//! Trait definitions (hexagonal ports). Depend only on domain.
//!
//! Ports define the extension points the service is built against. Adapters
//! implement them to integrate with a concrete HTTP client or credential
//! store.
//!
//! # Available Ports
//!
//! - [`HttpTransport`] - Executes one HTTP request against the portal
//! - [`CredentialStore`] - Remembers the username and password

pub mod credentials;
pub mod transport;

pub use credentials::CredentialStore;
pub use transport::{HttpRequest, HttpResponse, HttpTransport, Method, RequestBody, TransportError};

--

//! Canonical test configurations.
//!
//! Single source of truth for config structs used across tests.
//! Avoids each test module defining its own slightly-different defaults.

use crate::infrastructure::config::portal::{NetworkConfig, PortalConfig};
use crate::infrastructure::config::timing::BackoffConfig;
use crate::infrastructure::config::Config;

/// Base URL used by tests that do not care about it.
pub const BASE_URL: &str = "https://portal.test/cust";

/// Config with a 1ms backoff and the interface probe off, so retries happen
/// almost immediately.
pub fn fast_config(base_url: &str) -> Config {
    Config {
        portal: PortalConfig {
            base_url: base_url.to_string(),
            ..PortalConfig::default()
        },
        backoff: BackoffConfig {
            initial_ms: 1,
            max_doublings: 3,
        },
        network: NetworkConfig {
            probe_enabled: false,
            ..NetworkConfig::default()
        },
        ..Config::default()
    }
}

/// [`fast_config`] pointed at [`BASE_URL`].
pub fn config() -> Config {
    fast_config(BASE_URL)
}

* * *

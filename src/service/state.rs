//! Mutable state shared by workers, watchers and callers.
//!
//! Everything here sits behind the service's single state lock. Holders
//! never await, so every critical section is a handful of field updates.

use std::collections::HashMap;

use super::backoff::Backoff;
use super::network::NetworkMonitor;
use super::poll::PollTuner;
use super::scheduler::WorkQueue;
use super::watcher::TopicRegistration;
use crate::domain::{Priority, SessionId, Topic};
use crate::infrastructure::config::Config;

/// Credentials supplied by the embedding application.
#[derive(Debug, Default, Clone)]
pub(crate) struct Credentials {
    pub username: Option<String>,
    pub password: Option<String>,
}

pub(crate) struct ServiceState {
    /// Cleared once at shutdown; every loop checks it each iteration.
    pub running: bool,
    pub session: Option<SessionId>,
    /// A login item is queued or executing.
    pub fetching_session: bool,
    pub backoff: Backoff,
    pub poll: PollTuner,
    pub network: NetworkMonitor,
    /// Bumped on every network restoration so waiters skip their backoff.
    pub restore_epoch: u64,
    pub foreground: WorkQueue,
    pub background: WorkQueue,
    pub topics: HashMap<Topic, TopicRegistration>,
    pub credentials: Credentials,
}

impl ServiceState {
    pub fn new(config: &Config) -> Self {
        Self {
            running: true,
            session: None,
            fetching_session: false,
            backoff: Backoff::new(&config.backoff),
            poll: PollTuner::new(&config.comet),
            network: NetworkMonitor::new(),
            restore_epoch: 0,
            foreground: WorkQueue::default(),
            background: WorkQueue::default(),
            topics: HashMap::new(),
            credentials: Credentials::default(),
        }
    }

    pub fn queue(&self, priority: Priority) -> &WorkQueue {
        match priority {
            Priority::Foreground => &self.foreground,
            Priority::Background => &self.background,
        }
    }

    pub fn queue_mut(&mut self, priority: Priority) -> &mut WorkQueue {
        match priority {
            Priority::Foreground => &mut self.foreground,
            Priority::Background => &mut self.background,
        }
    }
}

### AIM OF THE TASK
Wherever the string "each" occurs in the records above, copy that line.

### YOUR SOLUTION
//! Avoids each test module defining its own slightly-different defaults.
    /// Cleared once at shutdown; every loop checks it each iteration.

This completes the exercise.